__Description of the task__. Set down the data again in full, keeping every line exactly as it is.

__Stored data entries__.
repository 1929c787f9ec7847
#![macro_use]
#![allow(unused_macros)]

#[cfg(all(feature = "defmt", feature = "log"))]
compile_error!("You may not enable both `defmt` and `log` features.");

macro_rules! trace {
    ($s:literal $(, $x:expr)* $(,)?) => {
        {
            #[cfg(feature = "log")]
            ::log::trace!($s $(, $x)*);
            #[cfg(feature = "defmt")]
            ::defmt::trace!($s $(, $x)*);
            #[cfg(not(any(feature = "log", feature="defmt")))]
            let _ = ($( & $x ),*);
        }
    };
}

macro_rules! debug {
    ($s:literal $(, $x:expr)* $(,)?) => {
        {
            #[cfg(feature = "log")]
            ::log::debug!($s $(, $x)*);
            #[cfg(feature = "defmt")]
            ::defmt::debug!($s $(, $x)*);
            #[cfg(not(any(feature = "log", feature="defmt")))]
            let _ = ($( & $x ),*);
        }
    };
}

macro_rules! info {
    ($s:literal $(, $x:expr)* $(,)?) => {
        {
            #[cfg(feature = "log")]
            ::log::info!($s $(, $x)*);
            #[cfg(feature = "defmt")]
            ::defmt::info!($s $(, $x)*);
            #[cfg(not(any(feature = "log", feature="defmt")))]
            let _ = ($( & $x ),*);
        }
    };
}

macro_rules! warn {
    ($s:literal $(, $x:expr)* $(,)?) => {
        {
            #[cfg(feature = "log")]
            ::log::warn!($s $(, $x)*);
            #[cfg(feature = "defmt")]
            ::defmt::warn!($s $(, $x)*);
            #[cfg(not(any(feature = "log", feature="defmt")))]
            let _ = ($( & $x ),*);
        }
    };
}

macro_rules! error {
    ($s:literal $(, $x:expr)* $(,)?) => {
        {
            #[cfg(feature = "log")]
            ::log::error!($s $(, $x)*);
            #[cfg(feature = "defmt")]
            ::defmt::error!($s $(, $x)*);
            #[cfg(not(any(feature = "log", feature="defmt")))]
            let _ = ($( & $x ),*);
        }
    };
}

__Response box__.
repository 1929c787f9ec7847
#![macro_use]
#![allow(unused_macros)]

#[cfg(all(feature = "defmt", feature = "log"))]
compile_error!("You may not enable both `defmt` and `log` features.");

macro_rules! trace {
    ($s:literal $(, $x:expr)* $(,)?) => {
        {
            #[cfg(feature = "log")]
            ::log::trace!($s $(, $x)*);
            #[cfg(feature = "defmt")]
            ::defmt::trace!($s $(, $x)*);
            #[cfg(not(any(feature = "log", feature="defmt")))]
            let _ = ($( & $x ),*);
        }
    };
}

macro_rules! debug {
    ($s:literal $(, $x:expr)* $(,)?) => {
        {
            #[cfg(feature = "log")]
            ::log::debug!($s $(, $x)*);
            #[cfg(feature = "defmt")]
            ::defmt::debug!($s $(, $x)*);
            #[cfg(not(any(feature = "log", feature="defmt")))]
            let _ = ($( & $x ),*);
        }
    };
}

macro_rules! info {
    ($s:literal $(, $x:expr)* $(,)?) => {
        {
            #[cfg(feature = "log")]
            ::log::info!($s $(, $x)*);
            #[cfg(feature = "defmt")]
            ::defmt::info!($s $(, $x)*);
            #[cfg(not(any(feature = "log", feature="defmt")))]
            let _ = ($( & $x ),*);
        }
    };
}

macro_rules! warn {
    ($s:literal $(, $x:expr)* $(,)?) => {
        {
            #[cfg(feature = "log")]
            ::log::warn!($s $(, $x)*);
            #[cfg(feature = "defmt")]
            ::defmt::warn!($s $(, $x)*);
            #[cfg(not(any(feature = "log", feature="defmt")))]
            let _ = ($( & $x ),*);
        }
    };
}

macro_rules! error {
    ($s:literal $(, $x:expr)* $(,)?) => {
        {
            #[cfg(feature = "log")]
            ::log::error!($s $(, $x)*);
            #[cfg(feature = "defmt")]
            ::defmt::error!($s $(, $x)*);
            #[cfg(not(any(feature = "log", feature="defmt")))]
            let _ = ($( & $x ),*);
        }
    };
}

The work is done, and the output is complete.